La prière du Nom, prière de Jésus, prière du Cœur, suivant les diverses dénominations, est celle des ermites. Quelquefois ceux-ci disent cette prière sur le chapelet avec leur disciple. Pendant que l’un dit à haute voix la Prière, l’autre est prosterné, ou assis, ou agenouillé, dans une intériorisation maximale de la prière. Ensuite, on alterne, celui qui la disait à haute voix devient silencieux et l’autre prend le relais, le temps d’un chapelet, par exemple. C’est une prière liée au retrait, au silence, à la solitude volontaire – une prière non liturgique.

À partir de l’expérience de la Prière dite dans l’ermitage par l’Ancien et ses disciples, a pu se développer celle qui consiste à dire le chapelet en un groupe plus important. L’exemple le plus connu est celui du monastère Saint-Jean-le-Précurseur en Angleterre : le chapelet, dit avec un nombre important de personnes, devient un office communautaire qui remplace bien souvent les offices liturgiques, en tout cas pendant la semaine. Cette méthode a l’avantage que l’on se passe de livres et de partitions, et qu’on apprend à se rendre mutuellement le service de dire à haute voix les invocations : celui qui en est chargé les prononce, non pour lui-même, mais pour les frères. Dans le cas d’une récitation communautaire de la prière du Nom, la formule est rigoureusement « Seigneur Jésus Christ Fils de Dieu aie pitié de nous » et non « de moi, pécheur ».

Il faut savoir que, dans le contexte communautaire comme dans la solitude, la formule du Nom de Jésus a donné naissance à d’autres formes de la prière répétitive, celle qu’on adresse à la Mère de Dieu (« très sainte Mère de Dieu, sauve nous – ou sauve-moi, pécheur ! ») et à un saint (« saint Père et Pontife Nicolas, prie Dieu pour nous – ou pour moi pécheur !»). Elle a donné naissance également au chapelet d’intercession, où l’on prie pour les vivants et les défunts – « Seigneur Jésus Christ notre Dieu (notez la formule différente), aie pitié de tes serviteurs Untel et Untel… ! » ou « très sainte Mère de Dieu, sauve tes serviteurs… »).

Dans ces diverses situations, le discernement est important. Plusieurs conditions sont importantes afin de ne pas perdre un temps précieux, de s’égarer ou de tomber dans l’illusion. Premièrement, il est indispensable d’être membre de l’Église. En effet, c’est en celle-ci que nous est transmise toute la grâce du saint Esprit, ainsi que l’expérience vivante des saints Pères.
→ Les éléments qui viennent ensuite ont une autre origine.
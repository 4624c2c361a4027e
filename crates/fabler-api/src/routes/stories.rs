//! Story submission and tree fetch routes.

use axum::extract::{Path, State};
use axum::{Json, Router, routing::get, routing::post};
use serde::Deserialize;
use tracing::{info, instrument};
use uuid::Uuid;

use fabler_engine::reader::{self, CompleteStory};
use fabler_engine::jobs;

use crate::error::ApiError;
use crate::routes::jobs::JobResponse;
use crate::state::AppState;

/// Request body for POST /create.
#[derive(Debug, Deserialize)]
pub struct CreateStoryRequest {
    /// Thematic prompt to generate from.
    pub theme: String,
    /// Session identifier; a fresh one is minted when absent.
    pub session_id: Option<Uuid>,
}

/// POST /create
///
/// Creates a `Pending` job, hands it to the runner on its own task, and
/// returns immediately. Generation happens out of band; clients poll
/// `GET /api/jobs/{job_id}`.
#[instrument(skip(state, request), fields(theme_len = request.theme.len()))]
async fn create_story(
    State(state): State<AppState>,
    Json(request): Json<CreateStoryRequest>,
) -> Result<Json<JobResponse>, ApiError> {
    let session_id = request.session_id.unwrap_or_else(Uuid::new_v4);

    let job = jobs::submit(
        state.jobs.as_ref(),
        state.clock.as_ref(),
        session_id,
        request.theme,
    )
    .await?;

    info!(job_id = %job.job_id, "spawning story generation");
    let runner = state.runner.clone();
    let job_id = job.job_id;
    tokio::spawn(async move { runner.run(job_id).await });

    Ok(Json(job.into()))
}

/// GET /{story_id}/complete
#[instrument(skip(state))]
async fn get_complete_story(
    State(state): State<AppState>,
    Path(story_id): Path<Uuid>,
) -> Result<Json<CompleteStory>, ApiError> {
    let complete = reader::assemble(state.stories.as_ref(), story_id).await?;
    Ok(Json(complete))
}

/// Returns the router for story creation and retrieval.
pub fn router() -> Router<AppState> {
    Router::new()
        .route("/create", post(create_story))
        .route("/{story_id}/complete", get(get_complete_story))
}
La prière, même solitaire, même érémitique, est la prière de l’Église. Cela veut dire que l’on confesse ce que l’Église confesse : c’est pourquoi le Symbole de foi traditionnel est généralement dit avant de commencer le chapelet. Ensuite, il est indispensable de se confesser régulièrement afin de révéler et de reconnaître ce qui advient dans le cadre de la prière – pensées, sentiments, etc. Pour cela, on a vraiment besoin d’un père plus expérimenté avec lequel on a une relation d’obéissance spirituelle. Ses conseils, ses avertissements, son expérience, sa connaissance de la tradition des saints Pères, sont infiniment utiles.
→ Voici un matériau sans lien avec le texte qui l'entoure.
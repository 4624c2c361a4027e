//! Shared test helpers for API integration tests.
#![allow(dead_code)]

use std::sync::Arc;
use std::time::Duration;

use axum::Router;
use axum::body::Body;
use axum::http::{Request, StatusCode};
use chrono::TimeZone;
use http_body_util::BodyExt;
use tower::ServiceExt;

use fabler_api::routes;
use fabler_api::state::AppState;
use fabler_core::clock::Clock;
use fabler_core::generator::StoryGenerator;
use fabler_engine::runner::JobRunner;
use fabler_test_support::{FixedClock, InMemoryJobRepository, InMemoryStoryRepository};

/// Fixed timestamp used across all integration tests.
fn fixed_clock() -> Arc<dyn Clock> {
    Arc::new(FixedClock(
        chrono::Utc.with_ymd_and_hms(2026, 1, 15, 10, 0, 0).unwrap(),
    ))
}

/// Build the full app router with in-memory storage and the given generator.
/// Uses the same route structure as `main.rs`.
pub fn build_test_app(generator: Arc<dyn StoryGenerator>) -> Router {
    let jobs = Arc::new(InMemoryJobRepository::new());
    let stories = Arc::new(InMemoryStoryRepository::new());
    let clock = fixed_clock();
    let runner = JobRunner::new(jobs.clone(), stories.clone(), generator, clock.clone());
    let app_state = AppState::new(jobs, stories, runner, clock);

    Router::new()
        .merge(routes::health::router())
        .nest("/api/jobs", routes::jobs::router())
        .nest("/api/stories", routes::stories::router())
        .with_state(app_state)
}

/// Send a POST request with a JSON body and return the response.
pub async fn post_json(
    app: &Router,
    uri: &str,
    body: &serde_json::Value,
) -> (StatusCode, serde_json::Value) {
    let request = Request::builder()
        .method("POST")
        .uri(uri)
        .header("content-type", "application/json")
        .body(Body::from(serde_json::to_vec(body).unwrap()))
        .unwrap();

    let response = app.clone().oneshot(request).await.unwrap();
    let status = response.status();
    let body_bytes = response.into_body().collect().await.unwrap().to_bytes();
    let json: serde_json::Value = serde_json::from_slice(&body_bytes).unwrap();

    (status, json)
}

/// Send a GET request and return the response.
pub async fn get_json(app: &Router, uri: &str) -> (StatusCode, serde_json::Value) {
    let request = Request::builder()
        .method("GET")
        .uri(uri)
        .body(Body::empty())
        .unwrap();

    let response = app.clone().oneshot(request).await.unwrap();
    let status = response.status();
    let body_bytes = response.into_body().collect().await.unwrap().to_bytes();
    let json: serde_json::Value = serde_json::from_slice(&body_bytes).unwrap();

    (status, json)
}

/// Polls job status until the spawned runner reaches a terminal state.
///
/// # Panics
///
/// Panics if the job is still pending or processing after ~2 seconds.
pub async fn poll_until_terminal(app: &Router, job_id: &str) -> serde_json::Value {
    for _ in 0..200 {
        let (status, json) = get_json(app, &format!("/api/jobs/{job_id}")).await;
        assert_eq!(status, StatusCode::OK);
        match json["status"].as_str() {
            Some("completed" | "failed") => return json,
            _ => tokio::time::sleep(Duration::from_millis(10)).await,
        }
    }
    panic!("job {job_id} never reached a terminal state");
}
L’expérience paroissiale de la prière du chapelet existe. Cela correspond à un véritable office hérité généralement du monastère cité plus haut. Il peut avoir lieu à la suite d’un office comme celui de vêpres. On peut le trouver également dans telle ou telle famille de paroissiens, par exemple pendant le grand Carême. Mais, en tout cas, il ne remplacera pas les offices classiques et il supposera toujours la bénédiction du prêtre responsable et la présence d’une personne expérimentée. Celle-ci peut intervenir si l’on se trompe dans les mots, si l’on adopte un ton sentimental, dès qu’une déformation affecte la transmission authentique de l’expérience.